Dr. Michael Ehrensperger

Literatura:

  1. Lin JS, et al: Screening for Cognitive Impairment in Older Adults: A Systematic Review for the U.S. Preventive Services Task Force. Ann Intern Med 2013; 159: 601-612.
  2. Cordell CB, et al: Recomendaciones de la Asociación de Alzheimer para operativizar la detección del deterioro cognitivo durante la visita anual de bienestar de Medicare en un entorno de atención primaria. Alzheimers Dement 2013; 9: 141-150.
  3. Stähelin HB, et al: Diagnóstico precoz de la demencia mediante un procedimiento de cribado y diagnóstico en dos pasos. Int Psychogeriatr 1997; 9(Suppl. 1): 123.
  4. Monsch AU, et al.: Consenso 2012 sobre el diagnóstico y la terapia de los pacientes con demencia en Suiza. Praxis 2012; 101(19): 1239-1249.
  5. Ehrensperger MM, et al.: BrainCheck – una herramienta muy breve para detectar el deterioro cognitivo incipiente: búsqueda optimizada de casos combinando datos basados en pacientes e informantes. Alz Res Ther 2014; 6: 69. doi:10.1186/s13195-014-0069-y.
  6. Jorm AF, et al: Evaluación del deterioro cognitivo en la demencia mediante informante. cuestionario. Int J Geriatr Psychiatr 1989; 4: 35-39.
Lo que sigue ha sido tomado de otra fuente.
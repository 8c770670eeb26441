//! Binary entrypoint that launches the firehose ingestion worker.

use std::process::ExitCode;

use mh_worker::start_mh_worker;

/// Start the worker with configuration taken from the environment.
fn main() -> ExitCode {
    start_mh_worker::run()
}
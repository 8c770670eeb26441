//! Local `SQLite` sink.
//!
//! Each batch is written in one transaction with `INSERT OR IGNORE`, keyed on
//! `uri`. A row that fails on its own is reported back by index; lock
//! contention fails the whole batch.

use tokio_rusqlite::Connection;
use tracing::debug;

use crate::worker::core::config::SinkConfig;
use crate::worker::core::record::PostRecord;
use crate::worker::sink::error::{SinkError, SinkResult, is_contention};
use crate::worker::sink::{InsertReport, PostSink, RejectedRecord, SinkFuture};

/// `SQLite` implementation of the post sink.
pub struct SqliteSink {
    conn: Connection,
    table: String,
}

impl SqliteSink {
    /// Open the configured database and ensure the table exists.
    ///
    /// # Errors
    /// Returns an error if the database cannot be opened or initialized.
    pub async fn open(config: &SinkConfig) -> SinkResult<Self> {
        let conn = Connection::open(&config.sqlite_path).await?;
        Self::from_connection(conn, &config.table).await
    }

    /// Wrap an existing connection and ensure the table exists.
    ///
    /// # Errors
    /// Returns an error if the table cannot be created.
    pub async fn from_connection(conn: Connection, table: &str) -> SinkResult<Self> {
        let table = table.to_string();
        let table_name = table.clone();

        conn.call(move |conn| {
            conn.execute_batch(&format!(
                "CREATE TABLE IF NOT EXISTS {table_name} (
                    uri TEXT PRIMARY KEY,
                    did TEXT NOT NULL,
                    text TEXT NOT NULL,
                    created_at TEXT NOT NULL,
                    langs TEXT NOT NULL,
                    facets TEXT,
                    reply TEXT,
                    embed TEXT,
                    ingestion_time TEXT NOT NULL
                );
                CREATE INDEX IF NOT EXISTS idx_{table_name}_created_at
                    ON {table_name} (created_at);"
            ))?;
            Ok(())
        })
        .await?;

        Ok(Self { conn, table })
    }

    /// Number of stored rows.
    ///
    /// # Errors
    /// Returns an error if the query fails.
    pub async fn count(&self) -> SinkResult<u64> {
        let table = self.table.clone();
        let count = self
            .conn
            .call(move |conn| {
                let count: i64 =
                    conn.query_row(&format!("SELECT COUNT(*) FROM {table}"), [], |row| {
                        row.get(0)
                    })?;
                Ok(count)
            })
            .await?;
        Ok(u64::try_from(count).unwrap_or_default())
    }
}

impl PostSink for SqliteSink {
    fn name(&self) -> &'static str {
        "sqlite"
    }

    fn insert_batch<'a>(
        &'a self,
        records: &'a [PostRecord],
    ) -> SinkFuture<'a, SinkResult<InsertReport>> {
        Box::pin(async move {
            let table = self.table.clone();
            let records = records.to_vec();

            let report = self
                .conn
                .call(move |conn| {
                    let tx = conn.transaction()?;
                    let mut report = InsertReport::default();
                    {
                        let mut stmt = tx.prepare(&format!(
                            "INSERT OR IGNORE INTO {table}
                            (uri, did, text, created_at, langs, facets, reply, embed, ingestion_time)
                            VALUES (?1, ?2, ?3, ?4, ?5, ?6, NULL, ?7, ?8)"
                        ))?;

                        for (index, record) in records.iter().enumerate() {
                            let encoded = encode_json(record);
                            let (langs, facets, embed) = match encoded {
                                Ok(columns) => columns,
                                Err(err) => {
                                    report.rejected.push(RejectedRecord {
                                        index,
                                        reason: err.to_string(),
                                    });
                                    continue;
                                }
                            };

                            let result = stmt.execute(rusqlite::params![
                                record.uri,
                                record.author_id,
                                record.text,
                                record.created_at.to_rfc3339(),
                                langs,
                                facets,
                                embed,
                                record.ingestion_time.to_rfc3339(),
                            ]);

                            match result {
                                Ok(0) => report.duplicates += 1,
                                Ok(_) => report.inserted += 1,
                                Err(err) if is_contention(&err) => return Err(err.into()),
                                Err(err) => report.rejected.push(RejectedRecord {
                                    index,
                                    reason: err.to_string(),
                                }),
                            }
                        }
                    }
                    tx.commit()?;
                    Ok(report)
                })
                .await
                .map_err(SinkError::from)?;

            debug!(
                inserted = report.inserted,
                duplicates = report.duplicates,
                rejected = report.rejected.len(),
                "SQLite batch committed"
            );
            Ok(report)
        })
    }
}

type JsonColumns = (String, Option<String>, Option<String>);

fn encode_json(record: &PostRecord) -> Result<JsonColumns, serde_json::Error> {
    let langs = serde_json::to_string(&record.languages)?;
    let facets = record
        .facets
        .as_ref()
        .map(serde_json::to_string)
        .transpose()?;
    let embed = record
        .embed
        .as_ref()
        .map(serde_json::to_string)
        .transpose()?;
    Ok((langs, facets, embed))
}
impl IngestConfig {
    /// Build a configuration from the process environment.
    ///
    /// # Errors
    /// Returns an error if a variable cannot be parsed or the result is invalid.
    pub fn from_env() -> IngestResult<Self> {
        Self::from_lookup(|key| std::env::var(key).ok())
    }

    /// Build a configuration from an arbitrary key lookup.
    ///
    /// Unset keys keep their defaults; set keys must parse.
    ///
    /// # Errors
    /// Returns an error if a value cannot be parsed or the result is invalid.
    pub fn from_lookup<F>(lookup: F) -> IngestResult<Self>
    where
        F: Fn(&str) -> Option<String>,
    {
        let mut config = Self::default();

        if let Some(v) = parse_var(&lookup, "MH_WORKER_MAX_BATCH_SIZE")? {
            config.batch.max_batch_size = v;
        }
        if let Some(v) = parse_var(&lookup, "MH_WORKER_FLUSH_INTERVAL_MS")? {
            config.batch.flush_interval_ms = v;
        }
        config.batch.max_attempts = parse_var(&lookup, "MH_WORKER_MAX_ATTEMPTS")?;
        config.batch.max_buffered = parse_var(&lookup, "MH_WORKER_MAX_BUFFERED")?;

        if let Some(v) = parse_var(&lookup, "MH_WORKER_SOURCE")? {
            config.stream.source = v;
        }
        if let Some(v) = lookup("MH_WORKER_JETSTREAM_URL") {
            config.stream.jetstream_url = v;
        }
        config.stream.replay_path = lookup("MH_WORKER_REPLAY_PATH").map(PathBuf::from);
        if let Some(v) = parse_var(&lookup, "MH_WORKER_CHANNEL_CAPACITY")? {
            config.stream.channel_capacity = v;
        }

        if let Some(v) = parse_var(&lookup, "MH_WORKER_SINK")? {
            config.sink.kind = v;
        }
        config.sink.supabase_url = lookup("SUPABASE_URL");
        config.sink.supabase_key = lookup("SUPABASE_KEY");
        if let Some(v) = lookup("MH_WORKER_TABLE") {
            config.sink.table = v;
        }
        if let Some(v) = lookup("MH_WORKER_SQLITE_PATH") {
            config.sink.sqlite_path = PathBuf::from(v);
        }
        if let Some(v) = parse_var(&lookup, "MH_WORKER_SINK_TIMEOUT_MS")? {
            config.sink.request_timeout_ms = v;
        }

        if let Some(v) = parse_var(&lookup, "MH_WORKER_DRAIN_TIMEOUT_MS")? {
            config.shutdown.drain_timeout_ms = v;
        }
        if let Some(v) = parse_var(&lookup, "MH_WORKER_DEDUPE_CAPACITY")? {
            config.dedupe.capacity = v;
        }
        if let Some(v) = parse_var(&lookup, "MH_WORKER_MONITOR_INTERVAL_MS")? {
            config.monitor.interval_ms = v;
        }
        if let Some(v) = parse_var(&lookup, "MH_WORKER_BUFFER_WARN")? {
            config.monitor.warn_threshold = v;
        }

        config.validate()?;
        Ok(config)
    }

    /// Validate configuration invariants.
    ///
    /// # Errors
    /// Returns an error if any values are out of range or invalid.
    pub fn validate(&self) -> IngestResult<()> {
        if self.batch.max_batch_size == 0 {
            return Err(IngestError::InvalidConfig(
                "batch.max_batch_size must be > 0".to_string(),
            ));
        }

        if self.batch.flush_interval_ms == 0 {
            return Err(IngestError::InvalidConfig(
                "batch.flush_interval_ms must be > 0".to_string(),
            ));
        }

        if self.batch.max_attempts == Some(0) {
            return Err(IngestError::InvalidConfig(
                "batch.max_attempts must be > 0 when set".to_string(),
            ));
        }

        if let Some(max_buffered) = self.batch.max_buffered
            && max_buffered < self.batch.max_batch_size
        {
            return Err(IngestError::InvalidConfig(format!(
                "batch.max_buffered ({max_buffered}) must be >= batch.max_batch_size ({})",
                self.batch.max_batch_size
            )));
        }

        if self.stream.channel_capacity == 0 {
            return Err(IngestError::InvalidConfig(
                "stream.channel_capacity must be > 0".to_string(),
            ));
        }

        match self.stream.source {
            SourceKind::Jetstream => {
                let url = Url::parse(&self.stream.jetstream_url)?;
                if !matches!(url.scheme(), "ws" | "wss") {
                    return Err(IngestError::InvalidConfig(format!(
                        "stream.jetstream_url must use ws or wss, got {}",
                        url.scheme()
                    )));
                }
            }
            SourceKind::Replay => {
                if self.stream.replay_path.is_none() {
                    return Err(IngestError::InvalidConfig(
                        "stream.replay_path is required for the replay source".to_string(),
                    ));
                }
            }
        }

        match self.sink.kind {
            SinkKind::Supabase => {
                let Some(base_url) = &self.sink.supabase_url else {
                    return Err(IngestError::InvalidConfig(
                        "SUPABASE_URL is required for the supabase sink".to_string(),
                    ));
                };
                Url::parse(base_url)?;
                if self.sink.supabase_key.as_deref().is_none_or(str::is_empty) {
                    return Err(IngestError::InvalidConfig(
                        "SUPABASE_KEY is required for the supabase sink".to_string(),
                    ));
                }
            }
            SinkKind::Sqlite => {}
        }

        if self.sink.table.is_empty()
            || !self
                .sink
                .table
                .chars()
                .all(|c| c.is_ascii_alphanumeric() || c == '_')
        {
            return Err(IngestError::InvalidConfig(format!(
                "sink.table must be a plain identifier, got {:?}",
                self.sink.table
            )));
        }

        if self.sink.request_timeout_ms == 0 {
            return Err(IngestError::InvalidConfig(
                "sink.request_timeout_ms must be > 0".to_string(),
            ));
        }

        if self.shutdown.drain_timeout_ms == 0 {
            return Err(IngestError::InvalidConfig(
                "shutdown.drain_timeout_ms must be > 0".to_string(),
            ));
        }

        if self.monitor.interval_ms == 0 {
            return Err(IngestError::InvalidConfig(
                "monitor.interval_ms must be > 0".to_string(),
            ));
        }

        Ok(())
    }
}
//! Supabase sink over the PostgREST REST API.
//!
//! One POST per batch with `on_conflict=uri` and `resolution=ignore-duplicates`,
//! so replays of already-stored posts are no-ops on the server side. A `409`
//! counts as duplicates only when it reports a unique violation on `uri`.

use chrono::{DateTime, Utc};
use reqwest::StatusCode;
use reqwest::header::{AUTHORIZATION, CONTENT_TYPE, HeaderMap, HeaderValue};
use serde::{Deserialize, Serialize};
use serde_json::Value;
use tracing::debug;
use url::Url;

use crate::worker::core::config::SinkConfig;
use crate::worker::core::record::PostRecord;
use crate::worker::sink::error::{SinkError, SinkResult};
use crate::worker::sink::{InsertReport, PostSink, SinkFuture};

/// Maximum response body length kept in error messages.
const MAX_ERROR_BODY: usize = 512;

/// Postgres `unique_violation`.
const UNIQUE_VIOLATION: &str = "23505";

/// Error body returned by PostgREST.
#[derive(Deserialize)]
struct PostgrestError {
    #[serde(default)]
    code: Option<String>,
    #[serde(default)]
    details: Option<String>,
}

/// Row shape of the destination table.
#[derive(Serialize)]
struct StoreRow<'a> {
    uri: &'a str,
    did: &'a str,
    text: &'a str,
    created_at: DateTime<Utc>,
    langs: &'a [String],
    facets: Option<&'a Value>,
    reply: Option<&'a Value>,
    embed: Option<&'a Value>,
    ingestion_time: DateTime<Utc>,
}

impl<'a> From<&'a PostRecord> for StoreRow<'a> {
    fn from(record: &'a PostRecord) -> Self {
        Self {
            uri: &record.uri,
            did: &record.author_id,
            text: &record.text,
            created_at: record.created_at,
            langs: &record.languages,
            facets: record.facets.as_ref(),
            // Replies never reach the sink.
            reply: None,
            embed: record.embed.as_ref(),
            ingestion_time: record.ingestion_time,
        }
    }
}

/// Batch inserter for a Supabase table.
pub struct SupabaseSink {
    client: reqwest::Client,
    endpoint: Url,
}

impl SupabaseSink {
    /// Build a sink from configuration.
    ///
    /// # Errors
    /// Returns an error if the URL or key is missing or the client cannot be built.
    pub fn new(config: &SinkConfig) -> SinkResult<Self> {
        let base_url = config
            .supabase_url
            .as_deref()
            .ok_or_else(|| SinkError::Config("SUPABASE_URL is not set".to_string()))?;
        let key = config
            .supabase_key
            .as_deref()
            .filter(|k| !k.is_empty())
            .ok_or_else(|| SinkError::Config("SUPABASE_KEY is not set".to_string()))?;

        let endpoint = table_endpoint(base_url, &config.table)?;

        let mut headers = HeaderMap::new();
        let api_key = HeaderValue::from_str(key)
            .map_err(|e| SinkError::Config(format!("invalid SUPABASE_KEY: {e}")))?;
        let bearer = HeaderValue::from_str(&format!("Bearer {key}"))
            .map_err(|e| SinkError::Config(format!("invalid SUPABASE_KEY: {e}")))?;
        headers.insert("apikey", api_key);
        headers.insert(AUTHORIZATION, bearer);
        headers.insert(CONTENT_TYPE, HeaderValue::from_static("application/json"));
        headers.insert(
            "Prefer",
            HeaderValue::from_static("return=minimal,resolution=ignore-duplicates"),
        );

        let client = reqwest::Client::builder()
            .default_headers(headers)
            .timeout(config.request_timeout())
            .gzip(true)
            .build()
            .map_err(|e| SinkError::Config(e.to_string()))?;

        Ok(Self { client, endpoint })
    }

    /// Insert endpoint for the configured table.
    #[must_use]
    pub const fn endpoint(&self) -> &Url {
        &self.endpoint
    }
}

impl PostSink for SupabaseSink {
    fn name(&self) -> &'static str {
        "supabase"
    }

    fn insert_batch<'a>(
        &'a self,
        records: &'a [PostRecord],
    ) -> SinkFuture<'a, SinkResult<InsertReport>> {
        Box::pin(async move {
            let rows: Vec<StoreRow<'_>> = records.iter().map(StoreRow::from).collect();
            let body = serde_json::to_vec(&rows)?;

            let response = self
                .client
                .post(self.endpoint.clone())
                .body(body)
                .send()
                .await
                .map_err(|err| {
                    if err.is_timeout() {
                        SinkError::Timeout
                    } else {
                        SinkError::HttpRequest(err)
                    }
                })?;

            let status = response.status();
            let text = if status.is_success() {
                String::new()
            } else {
                response.text().await.unwrap_or_default()
            };
            debug!(status = status.as_u16(), rows = records.len(), "Supabase insert answered");
            interpret_status(status, &text, records.len())
        })
    }
}

/// Build `{base}/rest/v1/{table}?on_conflict=uri`.
fn table_endpoint(base_url: &str, table: &str) -> SinkResult<Url> {
    let base = Url::parse(base_url)
        .map_err(|e| SinkError::Config(format!("invalid SUPABASE_URL {base_url:?}: {e}")))?;
    let mut endpoint = base
        .join(&format!("rest/v1/{table}"))
        .map_err(|e| SinkError::Config(e.to_string()))?;
    endpoint.query_pairs_mut().append_pair("on_conflict", "uri");
    Ok(endpoint)
}

/// Map a response status onto the sink contract.
fn interpret_status(status: StatusCode, body: &str, batch_len: usize) -> SinkResult<InsertReport> {
    if status.is_success() {
        return Ok(InsertReport::inserted(batch_len));
    }

    if status == StatusCode::CONFLICT && is_uri_duplicate(body) {
        return Ok(InsertReport {
            inserted: 0,
            duplicates: batch_len,
            rejected: Vec::new(),
        });
    }

    let body = truncate(body);
    let code = status.as_u16();

    if status == StatusCode::REQUEST_TIMEOUT
        || status == StatusCode::TOO_MANY_REQUESTS
        || status.is_server_error()
    {
        return Err(SinkError::Unavailable { status: code, body });
    }

    Err(SinkError::Rejected { status: code, body })
}

/// Whether a conflict body reports a unique violation on the `uri` key.
///
/// Other conflicts (another unique index, a foreign key) are real rejections.
fn is_uri_duplicate(body: &str) -> bool {
    serde_json::from_str::<PostgrestError>(body).is_ok_and(|error| {
        error.code.as_deref() == Some(UNIQUE_VIOLATION)
            && error
                .details
                .as_deref()
                .is_some_and(|details| details.contains("(uri)="))
    })
}

fn truncate(body: &str) -> String {
    if body.len() <= MAX_ERROR_BODY {
        return body.to_string();
    }
    let mut end = MAX_ERROR_BODY;
    while !body.is_char_boundary(end) {
        end -= 1;
    }
    format!("{}...", &body[..end])
}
  7. Ehrensperger MM, et al.: Propiedades de cribado del IQCODE alemán con un marco temporal de dos años en DCL y enfermedad de Alzheimer temprana. Int Psychogeriatr 2010; 22(1): 91-100.
  8. Stern Y: Reserva cognitiva. Neuropsychologia 2009; 47: 2015-2028.
  9. Norton S, et al: Potencial para la prevención primaria de la enfermedad de Alzheimer: un análisis de datos poblacionales. Lancet Neurol 2014; 13: 788-794.